Segment Open
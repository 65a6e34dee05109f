//! Frame geometry for resize, crop and the stacked composite.
//!
//! Everything here is pure arithmetic on pixel sizes. Filter strings are
//! produced from these results in [`crate::filters`].

use std::fmt;

use thiserror::Error;
use vedit_models::encoding::{STACKED_CANVAS_HEIGHT, STACKED_CANVAS_WIDTH};

#[derive(Debug, Clone, PartialEq, Eq, Error)]
pub enum GeometryError {
    #[error("Invalid resolution '{0}': expected <width>x<height> with positive integers")]
    InvalidResolution(String),

    #[error("Invalid geometry: {0}")]
    InvalidGeometry(String),

    #[error(
        "Crop region {width}x{height} at ({x},{y}) exceeds source frame {source_width}x{source_height}"
    )]
    OutOfBounds {
        x: i64,
        y: i64,
        width: i64,
        height: i64,
        source_width: u32,
        source_height: u32,
    },
}

/// A frame size in pixels.
#[derive(Debug, Clone, Copy, PartialEq, Eq, Hash)]
pub struct Resolution {
    pub width: u32,
    pub height: u32,
}

impl Resolution {
    pub const fn new(width: u32, height: u32) -> Self {
        Self { width, height }
    }
}

impl fmt::Display for Resolution {
    fn fmt(&self, f: &mut fmt::Formatter<'_>) -> fmt::Result {
        write!(f, "{}x{}", self.width, self.height)
    }
}

/// Parse `<width>x<height>` (the separator is case-insensitive).
pub fn parse_resolution(s: &str) -> Result<Resolution, GeometryError> {
    let invalid = || GeometryError::InvalidResolution(s.to_string());

    let lowered = s.trim().to_ascii_lowercase();
    let mut parts = lowered.split('x');
    let (Some(w), Some(h), None) = (parts.next(), parts.next(), parts.next()) else {
        return Err(invalid());
    };

    let width: u32 = w.trim().parse().map_err(|_| invalid())?;
    let height: u32 = h.trim().parse().map_err(|_| invalid())?;
    if width == 0 || height == 0 {
        return Err(invalid());
    }

    Ok(Resolution::new(width, height))
}

/// A crop rectangle known to lie inside its source frame.
#[derive(Debug, Clone, Copy, PartialEq, Eq)]
pub struct CropRegion {
    pub x: u32,
    pub y: u32,
    pub width: u32,
    pub height: u32,
}

/// Check that `(x, y, width, height)` fits inside `source`.
pub fn validate_crop_bounds(
    x: i64,
    y: i64,
    width: i64,
    height: i64,
    source: Resolution,
) -> Result<CropRegion, GeometryError> {
    let fits = x >= 0
        && y >= 0
        && width > 0
        && height > 0
        && x
            .checked_add(width)
            .zip(y.checked_add(height))
            .is_some_and(|(right, bottom)| {
                right <= source.width as i64 && bottom <= source.height as i64
            });

    if !fits {
        return Err(GeometryError::OutOfBounds {
            x,
            y,
            width,
            height,
            source_width: source.width,
            source_height: source.height,
        });
    }

    // Every value is bounded by the u32 source size at this point
    Ok(CropRegion {
        x: x as u32,
        y: y as u32,
        width: width as u32,
        height: height as u32,
    })
}

/// Scale-then-center-crop plan that fills a target box without distortion.
#[derive(Debug, Clone, Copy, PartialEq, Eq)]
pub struct CoverScale {
    /// Size after uniform scaling; covers the target in both dimensions
    pub scaled: Resolution,
    /// Target box the scaled frame is cropped to
    pub target: Resolution,
    /// Horizontal crop offset (centered)
    pub crop_x: u32,
    /// Vertical crop offset (centered)
    pub crop_y: u32,
}

/// Uniformly scale `source` so it covers `target`, then center the crop.
pub fn scale_to_cover(source: Resolution, target: Resolution) -> Result<CoverScale, GeometryError> {
    if source.width == 0 || source.height == 0 {
        return Err(GeometryError::InvalidGeometry(format!(
            "source frame has no area: {}",
            source
        )));
    }
    if target.width == 0 || target.height == 0 {
        return Err(GeometryError::InvalidGeometry(format!(
            "target box has no area: {}",
            target
        )));
    }

    let sx = target.width as f64 / source.width as f64;
    let sy = target.height as f64 / source.height as f64;
    let scale = sx.max(sy);

    // Truncation can land one pixel short; clamp so the frame always covers
    let width = ((source.width as f64 * scale) as u32).max(target.width);
    let height = ((source.height as f64 * scale) as u32).max(target.height);

    Ok(CoverScale {
        scaled: Resolution::new(width, height),
        target,
        crop_x: (width - target.width) / 2,
        crop_y: (height - target.height) / 2,
    })
}

/// Layout of the 9:16 stacked composite.
#[derive(Debug, Clone, Copy, PartialEq, Eq)]
pub struct CompositeLayout {
    pub canvas: Resolution,
    /// Main video, top half
    pub top: CoverScale,
    /// Background video, bottom half
    pub bottom: CoverScale,
}

/// Plan the stacked composite for a main (top) and background (bottom) video.
pub fn compose_stacked_layout(
    main: Resolution,
    background: Resolution,
) -> Result<CompositeLayout, GeometryError> {
    let canvas = Resolution::new(STACKED_CANVAS_WIDTH, STACKED_CANVAS_HEIGHT);
    let top_height = canvas.height / 2;
    let bottom_height = canvas.height - top_height;

    Ok(CompositeLayout {
        canvas,
        top: scale_to_cover(main, Resolution::new(canvas.width, top_height))?,
        bottom: scale_to_cover(background, Resolution::new(canvas.width, bottom_height))?,
    })
}

#[cfg(test)]
mod tests {
    use super::*;

    #[test]
    fn test_parse_resolution() {
        assert_eq!(parse_resolution("1280x720").unwrap(), Resolution::new(1280, 720));
        assert_eq!(parse_resolution("640X480").unwrap(), Resolution::new(640, 480));
        assert_eq!(parse_resolution(" 320 x 240 ").unwrap(), Resolution::new(320, 240));

        for bad in ["1280", "1280x", "x720", "0x720", "1280x0", "-1x5", "axb", "1x2x3", ""] {
            assert!(parse_resolution(bad).is_err(), "{bad} should be rejected");
        }
    }

    #[test]
    fn test_crop_bounds() {
        let src = Resolution::new(1920, 1080);
        let region = validate_crop_bounds(100, 50, 640, 480, src).unwrap();
        assert_eq!(region, CropRegion { x: 100, y: 50, width: 640, height: 480 });

        // Exactly touching the edges is allowed
        assert!(validate_crop_bounds(0, 0, 1920, 1080, src).is_ok());

        let err = validate_crop_bounds(1500, 0, 640, 480, src).unwrap_err();
        assert!(matches!(err, GeometryError::OutOfBounds { .. }));
        // Negative origins and empty regions never fit either
        for (x, y, w, h) in [
            (0, 700, 640, 480),
            (-1, 0, 10, 10),
            (0, -1, 10, 10),
            (0, 0, 0, 10),
            (0, 0, 10, -5),
            (i64::MAX, 0, 10, 10),
        ] {
            assert!(
                matches!(
                    validate_crop_bounds(x, y, w, h, src),
                    Err(GeometryError::OutOfBounds { .. })
                ),
                "({x},{y}) {w}x{h}"
            );
        }
    }

    #[test]
    fn test_scale_to_cover_landscape_into_half_canvas() {
        let plan =
            scale_to_cover(Resolution::new(1920, 1080), Resolution::new(1080, 960)).unwrap();
        assert_eq!(plan.scaled, Resolution::new(1706, 960));
        assert_eq!(plan.crop_x, 313);
        assert_eq!(plan.crop_y, 0);
    }

    #[test]
    fn test_scale_to_cover_portrait_source() {
        let plan = scale_to_cover(Resolution::new(720, 1280), Resolution::new(1080, 960)).unwrap();
        assert_eq!(plan.scaled.width, 1080);
        assert_eq!(plan.scaled.height, 1920);
        assert_eq!(plan.crop_x, 0);
        assert_eq!(plan.crop_y, 480);
    }

    #[test]
    fn test_scale_to_cover_always_covers() {
        let target = Resolution::new(1080, 960);
        for (w, h) in [(1, 1), (333, 777), (1919, 1079), (4096, 2160), (1081, 961)] {
            let plan = scale_to_cover(Resolution::new(w, h), target).unwrap();
            assert!(plan.scaled.width >= target.width, "{w}x{h}");
            assert!(plan.scaled.height >= target.height, "{w}x{h}");
            assert!(plan.crop_x + target.width <= plan.scaled.width);
            assert!(plan.crop_y + target.height <= plan.scaled.height);
        }
    }

    #[test]
    fn test_zero_source_rejected() {
        assert!(scale_to_cover(Resolution::new(0, 720), Resolution::new(1080, 960)).is_err());
    }

    #[test]
    fn test_stacked_layout_halves() {
        let layout =
            compose_stacked_layout(Resolution::new(1920, 1080), Resolution::new(1280, 720))
                .unwrap();
        assert_eq!(layout.canvas, Resolution::new(1080, 1920));
        assert_eq!(layout.top.target.height + layout.bottom.target.height, 1920);
        assert_eq!(layout.top.target.width, 1080);
        assert_eq!(layout.bottom.target.width, 1080);
    }
}
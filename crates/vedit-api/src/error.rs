//! API error types.
//!
//! The single place where editor and storage failures become HTTP statuses.

use axum::extract::multipart::{MultipartError, MultipartRejection};
use axum::extract::rejection::JsonRejection;
use axum::http::StatusCode;
use axum::response::{IntoResponse, Response};
use axum::Json;
use serde::Serialize;
use thiserror::Error;
use vedit_editor::EditError;
use vedit_storage::StorageError;

pub type ApiResult<T> = Result<T, ApiError>;

#[derive(Debug, Error)]
pub enum ApiError {
    #[error("Not found: {0}")]
    NotFound(String),

    #[error("Bad request: {0}")]
    BadRequest(String),

    #[error("Payload too large: {0}")]
    PayloadTooLarge(String),

    #[error("Internal error: {0}")]
    Internal(String),

    #[error(transparent)]
    Edit(#[from] EditError),

    #[error("Storage error: {0}")]
    Storage(#[from] StorageError),
}

impl ApiError {
    pub fn not_found(msg: impl Into<String>) -> Self {
        Self::NotFound(msg.into())
    }

    pub fn bad_request(msg: impl Into<String>) -> Self {
        Self::BadRequest(msg.into())
    }

    pub fn internal(msg: impl Into<String>) -> Self {
        Self::Internal(msg.into())
    }

    /// A request body axum refused to read or parse.
    fn rejected(status: StatusCode, msg: String) -> Self {
        if status == StatusCode::PAYLOAD_TOO_LARGE {
            Self::PayloadTooLarge(msg)
        } else {
            Self::BadRequest(msg)
        }
    }

    pub fn status_code(&self) -> StatusCode {
        match self {
            ApiError::NotFound(_) => StatusCode::NOT_FOUND,
            ApiError::BadRequest(_) => StatusCode::BAD_REQUEST,
            ApiError::PayloadTooLarge(_) => StatusCode::PAYLOAD_TOO_LARGE,
            ApiError::Internal(_) => StatusCode::INTERNAL_SERVER_ERROR,
            ApiError::Edit(e) => match e {
                EditError::NotFound(_) => StatusCode::NOT_FOUND,
                EditError::InvalidInput(_)
                | EditError::EmptySource(_)
                | EditError::OutOfBounds(_) => StatusCode::BAD_REQUEST,
                EditError::Transfer(_)
                | EditError::Probe(_)
                | EditError::Tool { .. }
                | EditError::Internal(_) => StatusCode::INTERNAL_SERVER_ERROR,
            },
            ApiError::Storage(e) => match e {
                StorageError::NotFound(_) => StatusCode::NOT_FOUND,
                StorageError::InvalidKey(_) => StatusCode::BAD_REQUEST,
                StorageError::InvalidRange(_) => StatusCode::RANGE_NOT_SATISFIABLE,
                _ => StatusCode::INTERNAL_SERVER_ERROR,
            },
        }
    }

    /// Messages that may carry hosts, paths or SDK internals.
    fn is_internal(&self) -> bool {
        matches!(
            self,
            ApiError::Internal(_)
                | ApiError::Edit(EditError::Transfer(_) | EditError::Internal(_))
        ) || (matches!(self, ApiError::Storage(_))
            && self.status_code() == StatusCode::INTERNAL_SERVER_ERROR)
    }
}

impl From<JsonRejection> for ApiError {
    fn from(rejection: JsonRejection) -> Self {
        ApiError::rejected(rejection.status(), rejection.body_text())
    }
}

impl From<MultipartRejection> for ApiError {
    fn from(rejection: MultipartRejection) -> Self {
        ApiError::rejected(rejection.status(), rejection.body_text())
    }
}

impl From<MultipartError> for ApiError {
    fn from(err: MultipartError) -> Self {
        ApiError::rejected(err.status(), err.body_text())
    }
}

#[derive(Serialize)]
struct ErrorResponse {
    detail: String,
}

impl IntoResponse for ApiError {
    fn into_response(self) -> Response {
        let status = self.status_code();

        // Don't expose internal error details in production
        let detail = if self.is_internal()
            && std::env::var("ENVIRONMENT").unwrap_or_default() == "production"
        {
            "An internal error occurred".to_string()
        } else {
            self.to_string()
        };

        (status, Json(ErrorResponse { detail })).into_response()
    }
}
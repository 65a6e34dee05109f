//! FFmpeg video filter expressions.

use crate::geometry::{CompositeLayout, CoverScale, CropRegion, Resolution};

/// Output label of the stacked composite graph.
pub const STACKED_OUTPUT_LABEL: &str = "[vout]";

/// Fit inside `target`, preserving aspect ratio and never upscaling past the box.
///
/// `hardware` selects the CUDA scaler; parameters are identical on both paths.
pub fn resize_filter(target: Resolution, hardware: bool) -> String {
    let name = if hardware { "scale_cuda" } else { "scale" };
    format!(
        "{}={}:{}:force_original_aspect_ratio=decrease",
        name, target.width, target.height
    )
}

/// Absolute pixel crop.
///
/// FFmpeg has no CUDA crop filter, so crop always runs on system-memory frames.
pub fn crop_filter(region: CropRegion) -> String {
    format!(
        "crop={}:{}:{}:{}",
        region.width, region.height, region.x, region.y
    )
}

/// Scale-to-cover followed by a centered crop.
pub fn cover_filter(plan: &CoverScale) -> String {
    format!(
        "scale={}:{},crop={}:{}:{}:{}",
        plan.scaled.width,
        plan.scaled.height,
        plan.target.width,
        plan.target.height,
        plan.crop_x,
        plan.crop_y
    )
}

/// Filter graph stacking input 0 (top) over input 1 (bottom) into [`STACKED_OUTPUT_LABEL`].
pub fn stacked_filter_complex(layout: &CompositeLayout) -> String {
    format!(
        "[0:v]{}[top];[1:v]{}[bottom];[top][bottom]vstack=inputs=2{}",
        cover_filter(&layout.top),
        cover_filter(&layout.bottom),
        STACKED_OUTPUT_LABEL
    )
}
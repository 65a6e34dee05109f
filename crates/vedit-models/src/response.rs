//! HTTP response bodies.

use schemars::JsonSchema;
use serde::{Deserialize, Serialize};

/// Result of a successful editor operation.
#[derive(Debug, Clone, PartialEq, Eq, Serialize, Deserialize, JsonSchema)]
pub struct EditResponse {
    pub message: String,
    /// Public URL of the uploaded result
    pub url: String,
}

/// Result of a direct upload.
#[derive(Debug, Clone, PartialEq, Eq, Serialize, Deserialize, JsonSchema)]
pub struct UploadResponse {
    pub message: String,
    pub url: String,
    /// Object key the file was stored under
    pub key: String,
}

#[derive(Debug, Clone, PartialEq, Eq, Serialize, Deserialize, JsonSchema)]
pub struct UrlResponse {
    pub url: String,
}

#[derive(Debug, Clone, PartialEq, Eq, Serialize, Deserialize, JsonSchema)]
pub struct MessageResponse {
    pub message: String,
}

/// One entry of the bucket listing.
///
/// Field names keep the S3 `ListObjectsV2` casing clients already consume.
#[derive(Debug, Clone, PartialEq, Eq, Serialize, Deserialize, JsonSchema)]
pub struct ObjectListing {
    #[serde(rename = "Key")]
    pub key: String,
    /// RFC 3339 timestamp
    #[serde(rename = "LastModified")]
    pub last_modified: Option<String>,
    #[serde(rename = "Size")]
    pub size: u64,
}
Segment Closed
▶ _TASK TO COMPLETE_:
Whatever else the listing above holds, retype exactly only the lines from the one containing "ApiError::Storage(e) => match" to the one containing "ApiError::Edit(EditError::Transfer(_) | EditError::Internal(_))", both ends kept.

▶ _TASK SOLUTION_:
            ApiError::Storage(e) => match e {
                StorageError::NotFound(_) => StatusCode::NOT_FOUND,
                StorageError::InvalidKey(_) => StatusCode::BAD_REQUEST,
                StorageError::InvalidRange(_) => StatusCode::RANGE_NOT_SATISFIABLE,
                _ => StatusCode::INTERNAL_SERVER_ERROR,
            },
        }
    }

    /// Messages that may carry hosts, paths or SDK internals.
    fn is_internal(&self) -> bool {
        matches!(
            self,
            ApiError::Internal(_)
                | ApiError::Edit(EditError::Transfer(_) | EditError::Internal(_))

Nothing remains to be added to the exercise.